Short answer: No, for generic OLTP use case, and Yes for specific functions, such as analytics or building dashboards. The reasons are, firstly, analytic jobs usually do aggregation on a large chunk of data which would run very slow on row-based OLTP databases, and secondly, analytic features are usually the low traffic parts on the system. Those requirements align very well with Redshift features.
1. Concurrency connections
As of now, Redshift supports up to 50 concurrency connections by default. Although we can get concurrency scaling feature by paying more, we need to keep the query latency in the 1-5 seconds range to be usable. Let’s say we get an average of 1 second per query, then we can serve up to 50 requests per second (RPS), if the analytic APIs only serve 10 RPS, then we’re good to go.
2. Query latency
The catch now is how will we keep our query latency to only seconds, or even better, sub-second? Redshift is very powerful, but for a huge amount of data, it must be tuned correctly for fast queries.
Enter the Redshift’s DIST key and SORT key couple!
Since Redshift is a columnar database and is designed to keep a massive volume, it doesn’t have indexes as normal database, it only has 2 kinds of key for distributing and sorting data into desired locations.

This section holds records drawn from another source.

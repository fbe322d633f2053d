use std::time::Duration;

use log::{info, warn};

use crate::sampling::SleepTier;
use crate::storage::Storage;

/// Power state transitions. Neither returns.
pub trait PowerControl {
    fn deep_sleep(&mut self, duration: Duration) -> !;
    fn restart(&mut self) -> !;
}

pub struct SleepScheduler<P> {
    power: P,
}

impl<P: PowerControl> SleepScheduler<P> {
    pub fn new(power: P) -> Self {
        Self { power }
    }

    /// Releases storage, then sleeps for the tier's duration.
    pub fn sleep(mut self, storage: Storage, tier: SleepTier) -> ! {
        drop(storage);
        info!("entering deep sleep for {} min", tier.minutes());
        self.power.deep_sleep(tier.duration())
    }

    pub fn restart(mut self) -> ! {
        warn!("restarting");
        self.power.restart()
    }
}

#[cfg(test)]
mod test {
    use super::*;
    use crate::sim::{SimMount, TempDir};
    use crate::storage::RecordVolume;
    use std::sync::atomic::{AtomicBool, Ordering};
    use std::sync::Arc;

    struct PanicPower {
        released: Arc<AtomicBool>,
    }

    impl PowerControl for PanicPower {
        fn deep_sleep(&mut self, duration: Duration) -> ! {
            assert!(self.released.load(Ordering::SeqCst));
            panic!("deep sleep {}s", duration.as_secs());
        }

        fn restart(&mut self) -> ! {
            panic!("restart");
        }
    }

    #[test]
    #[should_panic(expected = "deep sleep 300s")]
    fn releases_storage_before_sleep() {
        let dir = TempDir::new();
        let mount = SimMount::default();
        let released = mount.released();
        let storage = Storage::new(RecordVolume::new(dir.path()), Box::new(mount), "payload.txt").unwrap();

        SleepScheduler::new(PanicPower { released }).sleep(storage, SleepTier::Normal);
    }
}
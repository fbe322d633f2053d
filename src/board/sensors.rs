use std::ptr;

use anyhow::{Context, Result};
use esp_idf_hal::adc::{self, AdcChannelDriver, AdcDriver, Atten6dB, ADC1};
use esp_idf_hal::gpio::Gpio3;
use esp_idf_sys::{
    esp, soc_periph_temperature_sensor_clk_src_t_TEMPERATURE_SENSOR_CLK_SRC_DEFAULT,
    temperature_sensor_config_t, temperature_sensor_disable, temperature_sensor_enable,
    temperature_sensor_get_celsius, temperature_sensor_handle_t, temperature_sensor_install,
    temperature_sensor_uninstall,
};

use crate::battery::MillivoltRead;
use crate::sampling::Thermometer;

/// The chip's internal temperature sensor. Installed for each read.
pub struct DieThermometer;

impl Thermometer for DieThermometer {
    fn read_celsius(&mut self) -> Result<f32> {
        let config = temperature_sensor_config_t {
            range_min: -10,
            range_max: 80,
            clk_src: soc_periph_temperature_sensor_clk_src_t_TEMPERATURE_SENSOR_CLK_SRC_DEFAULT,
            ..Default::default()
        };
        let mut handle: temperature_sensor_handle_t = ptr::null_mut();

        esp!(unsafe { temperature_sensor_install(&config, &mut handle) })
            .context("temperature sensor install")?;

        let mut celsius = f32::NAN;
        let read = esp!(unsafe { temperature_sensor_enable(handle) }).and_then(|_| {
            let read = esp!(unsafe { temperature_sensor_get_celsius(handle, &mut celsius) });
            unsafe { temperature_sensor_disable(handle) };
            read
        });
        unsafe { temperature_sensor_uninstall(handle) };

        read.context("temperature sensor read")?;
        Ok(celsius)
    }
}

/// Supply divider tap on GPIO3, calibrated to millivolts.
pub struct BatteryAdc {
    driver: AdcDriver<'static, ADC1>,
    channel: AdcChannelDriver<'static, Gpio3, Atten6dB<ADC1>>,
}

impl BatteryAdc {
    pub fn new(adc1: ADC1, pin: Gpio3) -> Result<Self> {
        let channel: AdcChannelDriver<_, Atten6dB<ADC1>> = AdcChannelDriver::new(pin)?;
        let driver = AdcDriver::new(
            adc1,
            &adc::config::Config::new()
                .calibration(true)
                .resolution(adc::config::Resolution::Resolution12Bit),
        )?;

        Ok(Self { driver, channel })
    }
}

impl MillivoltRead for BatteryAdc {
    fn read_millivolts(&mut self) -> Result<u16> {
        Ok(self.driver.read(&mut self.channel)?)
    }
}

DIST key: for distributing data between compute nodes. It will affect joins and aggregations performance. We should choose a high cardinality column for this key.
SORT key: for sorting data on disk. It will affect your “where” performance. There are 2 types of sort key: COMPOUND and INTERLEAVED, but we can only choose only one of them for the table sort key.

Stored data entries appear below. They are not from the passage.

use std::fs::{self, File, OpenOptions};
use std::io::Write;
use std::path::{Path, PathBuf};

use anyhow::{Context, Result};
use log::info;

/// Files on the mounted record volume.
#[derive(Debug, Clone)]
pub struct RecordVolume {
    root: PathBuf,
}

impl RecordVolume {
    pub fn new(root: impl Into<PathBuf>) -> Self {
        Self { root: root.into() }
    }

    pub fn path(&self, file: &str) -> PathBuf {
        self.root.join(file)
    }

    /// Opens `file` for appending, creating it if needed, without touching
    /// its contents.
    pub fn probe(&self, file: &str) -> Result<()> {
        self.open_append(file)?;
        Ok(())
    }

    pub fn append(&self, file: &str, line: &str) -> Result<()> {
        let mut f = self.open_append(file)?;
        f.write_all(line.as_bytes())
            .with_context(|| format!("append to {file}"))?;
        f.flush()?;
        Ok(())
    }

    /// Replaces the whole file.
    pub fn rewrite(&self, file: &str, contents: &str) -> Result<()> {
        let mut f = File::create(self.path(file)).with_context(|| format!("create {file}"))?;
        f.write_all(contents.as_bytes())
            .with_context(|| format!("write {file}"))?;
        f.flush()?;
        Ok(())
    }

    pub fn read(&self, file: &str) -> Result<Vec<u8>> {
        fs::read(self.path(file)).with_context(|| format!("read {file}"))
    }

    pub fn read_to_string(&self, file: &str) -> Result<String> {
        Ok(String::from_utf8_lossy(&self.read(file)?).into_owned())
    }

    fn open_append(&self, file: &str) -> Result<File> {
        OpenOptions::new()
            .create(true)
            .append(true)
            .open(self.path(file))
            .with_context(|| format!("open {file}"))
    }
}

/// Driver side of a mount, released exactly once.
pub trait Unmount: Send {
    fn unmount(&mut self);
}

/// A mounted volume. Dropping it releases the mount.
pub struct Storage {
    volume: RecordVolume,
    mount: Option<Box<dyn Unmount>>,
}

impl Storage {
    /// Wraps an existing mount and checks that `file` can be opened.
    pub fn new(volume: RecordVolume, mount: Box<dyn Unmount>, file: &str) -> Result<Self> {
        let storage = Self {
            volume,
            mount: Some(mount),
        };
        storage.volume.probe(file)?;
        Ok(storage)
    }

    pub fn volume(&self) -> &RecordVolume {
        &self.volume
    }
}

impl Drop for Storage {
    fn drop(&mut self) {
        if let Some(mut mount) = self.mount.take() {
            mount.unmount();
            info!("storage released");
        }
    }
}

pub fn ensure_dir(path: &Path) -> Result<()> {
    fs::create_dir_all(path).with_context(|| format!("create {}", path.display()))
}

Refer to AWS best practice for designing table here.
3. Benchmark
We’ve done some benchmarks using k6 on our toy APIs that use Redshift ra3.xlplus (4 vCPU, 32 GB RAM, 3 compute nodes) with ~1TB of data in each table, as the main database and the results are as good as promised: if you keep your query latency to 1 second, you get 50 RPS, if it goes down to 500 ms, you get 100 RPS.
The math works out!